SPIRITS OF THE FOREST

Dice el editor: "Una vez cada cien años, unas curiosas criaturas cruzan el velo que separa su mundo del nuestro. Descienden atraídos por la abundancia de un bosque místico. Allí se dedican a coleccionar pequeños tesoros". 
Bueno. Spirits of the forest, aunque adornado con un argumento y engalanado con un acabado visual curioso, no deja de ser un juego de construcción de mazos. Esto es, como dice la wikipedia, un juego de naipes cuyo sistema de juego se basa en que el jugador debe crear de un conjunto de cartas óptimo para alcanzar las condiciones de victoria.
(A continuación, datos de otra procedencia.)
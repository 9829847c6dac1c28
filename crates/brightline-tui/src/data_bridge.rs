//! Data bridge: runs sessions against the backend and forwards their
//! streams to the TUI as [`Action`]s.
//!
//! A lost push channel restarts the session after a backoff delay. When
//! retries are disabled or exhausted the last session stays up, so slider
//! edits keep reaching the backend even without fresh snapshots.

use std::sync::Arc;
use std::time::Duration;

use tokio::sync::broadcast::error::RecvError;
use tokio::sync::mpsc;
use tokio_util::sync::CancellationToken;
use tracing::{debug, info, warn};

use brightline_core::{
    Backoff, BrightnessBackend, ConnectionState, CoreError, ReconnectConfig, Session,
    SessionConfig,
};

use crate::action::{Action, LinkStatus, Notification};

pub async fn spawn_data_bridge(
    backend: Arc<dyn BrightnessBackend>,
    session_config: SessionConfig,
    reconnect: Option<ReconnectConfig>,
    action_tx: mpsc::UnboundedSender<Action>,
    cancel: CancellationToken,
) {
    let mut backoff = reconnect.map(Backoff::new);

    loop {
        let _ = action_tx.send(Action::Link(LinkStatus::Connecting));
        let session = Session::start(Arc::clone(&backend), session_config.clone());
        let _ = action_tx.send(Action::SessionStarted(session.handle()));

        let restart = forward(&session, &action_tx, &cancel, backoff.as_mut()).await;
        session.shutdown().await;

        let Some(delay) = restart else {
            break;
        };
        let attempt = backoff.as_ref().map_or(0, Backoff::attempt);
        info!(attempt, delay_ms = delay.as_millis(), "restarting session");
        let _ = action_tx.send(Action::Link(LinkStatus::Reconnecting { attempt, delay }));

        tokio::select! {
            () = cancel.cancelled() => break,
            () = tokio::time::sleep(delay) => {}
        }
    }

    debug!("data bridge exiting");
}

/// Forward one session's streams until cancelled, returning the restart
/// delay if the push channel is lost and a retry is allowed.
async fn forward(
    session: &Session,
    action_tx: &mpsc::UnboundedSender<Action>,
    cancel: &CancellationToken,
    mut backoff: Option<&mut Backoff>,
) -> Option<Duration> {
    let mut devices = session.devices();
    let mut connection = session.connection_state();
    let mut reports = session.reports();

    let _ = action_tx.send(Action::DevicesUpdated(devices.latest()));

    loop {
        tokio::select! {
            biased;

            () = cancel.cancelled() => return None,

            Some(views) = devices.changed() => {
                if session.snapshots_applied() > 0 {
                    if let Some(b) = backoff.as_deref_mut() {
                        b.reset();
                    }
                }
                let _ = action_tx.send(Action::DevicesUpdated(views));
            }

            Ok(()) = connection.changed() => {
                let state = connection.borrow_and_update().clone();
                let reason = match state {
                    ConnectionState::Connected => {
                        let _ = action_tx.send(Action::Link(LinkStatus::Connected));
                        continue;
                    }
                    ConnectionState::Connecting => continue,
                    ConnectionState::Disconnected => "push channel ended".to_owned(),
                    ConnectionState::Failed { reason } => reason,
                };
                warn!(%reason, "session lost its push channel");
                if let Some(delay) = backoff.as_deref_mut().and_then(Backoff::next_delay) {
                    return Some(delay);
                }
                let _ = action_tx.send(Action::Link(LinkStatus::Disconnected(reason)));
            }

            report = reports.recv() => match report {
                Ok(err) => {
                    let _ = action_tx.send(Action::Notify(notification_for(&err)));
                }
                Err(RecvError::Lagged(skipped)) => warn!(skipped, "report stream lagged"),
                Err(RecvError::Closed) => {
                    cancel.cancelled().await;
                    return None;
                }
            },
        }
    }
}

fn notification_for(err: &CoreError) -> Notification {
    match err {
        CoreError::Decode { .. } => Notification::warning(err.to_string()),
        _ => Notification::error(err.to_string()),
    }
}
Se dispone descubierta en la mesa toda la baraja (la componen 48 losetas de cartón rígico) y cada jugador por turnos podrá robar cartas desde dos laterales del rectángulo de cartas desplegados, buscando completar diversos palos (símbolos de esos "pequeños tesoros" que hacen las veces de sotas, palos, reyes o caballos pero que aquí llamamos "telarañas", "rocío" etc. etc.). Cuidando también atesorar otros símbolos secundarios que tienen algunas cartas. Todos ellos darán puntos de victoria que se recuentan cuando todas las cartas hayan sido robadas.
Foto dela Boardgamegeek, como todas (o del editor en España, TGC Factory

La gracia estratégica está en la limitación (solo podemos robar de esas dos lindes, esos dos laterales, que vamos "comiendo" hurto a hurto), pero también y sobre todo a la capacidad de reservar cartas, cualquier carta aún dispuesta sobre la mesa (no obviamente las ya robadas por un jugador). Para ello cada jugador dispone de tres "diamantes" que colocaremos (uno solo) en nuestro turno.
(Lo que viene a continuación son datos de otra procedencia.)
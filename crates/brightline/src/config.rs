//! CLI configuration: thin wrapper around `brightline_config`.
//!
//! Adds `GlobalOpts`-aware resolution (--config, --url, --insecure, --demo)
//! on top of the shared loader.

use std::path::PathBuf;
use std::sync::Arc;

use brightline_core::{BrightnessBackend, CoreError, HttpBackend, MemoryBackend};

use crate::cli::GlobalOpts;
use crate::error::CliError;

// ── Re-exports from shared crate ────────────────────────────────────

pub use brightline_config::{Config, load_config_from, save_config_to};

// ── CLI-specific helpers ────────────────────────────────────────────

/// Config file in effect: `--config` or the platform default.
pub fn active_path(global: &GlobalOpts) -> PathBuf {
    global
        .config
        .clone()
        .unwrap_or_else(brightline_config::config_path)
}

/// Load the config file and apply flag overrides.
pub fn resolve(global: &GlobalOpts) -> Result<Config, CliError> {
    let mut cfg = load_config_from(&active_path(global))?;
    if let Some(ref url) = global.url {
        cfg.backend.url.clone_from(url);
        cfg.backend.events_url = None;
    }
    if global.insecure {
        cfg.backend.insecure = true;
    }
    cfg.validate()?;
    Ok(cfg)
}

/// The backend selected by flags and config.
pub fn build_backend(
    global: &GlobalOpts,
    cfg: &Config,
) -> Result<Arc<dyn BrightnessBackend>, CliError> {
    if global.demo {
        tracing::debug!("using simulated demo backend");
        return Ok(Arc::new(MemoryBackend::demo()));
    }

    let (base, events) = cfg.backend_urls()?;
    let backend =
        HttpBackend::new(base, events, &cfg.transport_config()).map_err(CoreError::from)?;
    tracing::debug!(
        url = %backend.base_url(),
        events = %backend.events_url(),
        "using network backend"
    );
    Ok(Arc::new(backend))
}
El turno pues tiene dos fases: robar cartas y, si se quiere, reservar otra con uno de tus diamantes. Reserva que puede ser eliminada por otro jugador sacrificando uno de sus propios diamantes.
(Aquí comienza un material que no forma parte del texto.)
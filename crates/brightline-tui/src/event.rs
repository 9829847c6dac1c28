//! Terminal event reader running in a background task.
//!
//! Produces key, mouse and resize events plus tick and render ticks over
//! an unbounded channel.

use std::time::Duration;

use crossterm::event::{Event as CrosstermEvent, EventStream, KeyEvent, KeyEventKind, MouseEvent};
use futures_util::StreamExt;
use tokio::sync::mpsc;
use tokio_util::sync::CancellationToken;

#[derive(Debug)]
pub enum Event {
    Key(KeyEvent),
    Mouse(MouseEvent),
    Resize(u16, u16),
    /// Housekeeping tick (notification expiry).
    Tick,
    /// Redraw request.
    Render,
}

pub struct EventReader {
    rx: mpsc::UnboundedReceiver<Event>,
    cancel: CancellationToken,
}

impl EventReader {
    pub fn new(tick_rate: Duration, render_rate: Duration) -> Self {
        let (tx, rx) = mpsc::unbounded_channel();
        let cancel = CancellationToken::new();

        let task_cancel = cancel.clone();
        tokio::spawn(async move {
            let mut terminal_events = EventStream::new();
            let mut tick = tokio::time::interval(tick_rate);
            let mut render = tokio::time::interval(render_rate);
            tick.set_missed_tick_behavior(tokio::time::MissedTickBehavior::Skip);
            render.set_missed_tick_behavior(tokio::time::MissedTickBehavior::Skip);

            loop {
                let event = tokio::select! {
                    () = task_cancel.cancelled() => break,
                    _ = tick.tick() => Event::Tick,
                    _ = render.tick() => Event::Render,
                    Some(Ok(raw)) = terminal_events.next() => match raw {
                        CrosstermEvent::Key(key) if key.kind == KeyEventKind::Press => Event::Key(key),
                        CrosstermEvent::Mouse(mouse) => Event::Mouse(mouse),
                        CrosstermEvent::Resize(w, h) => Event::Resize(w, h),
                        _ => continue,
                    },
                };

                if tx.send(event).is_err() {
                    break;
                }
            }
        });

        Self { rx, cancel }
    }

    pub async fn next(&mut self) -> Option<Event> {
        self.rx.recv().await
    }

    pub fn stop(&self) {
        self.cancel.cancel();
    }
}

impl Drop for EventReader {
    fn drop(&mut self) {
        self.cancel.cancel();
    }
}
Hay alguna reglilla más, pero anecdótica, y con esta descripción ya sabes bastante bien en qué consiste este pequeño juego de cartas. Pequeño por portable y que por tanto puedes llevar a las fiestas de guardar para pasar en familia un buen rato. Es, en fin, un juego muy sencillo, bonito en su despliegue, mínimamente estratégico porque debes contar con las manos que tus adversarios van consiguiendo, apra establecer la estrategia de tu propia recolección y así ganar (de eso se trata, ¿no? de ¡¡GANARRRR!!!). Un juego que hasta cuatro jugadores podrán jugar en partidas de poco más o menos quince minutos. La caja advierte que la edad recomendada es 14 años o más, pienso que con doce ya es factible jugar.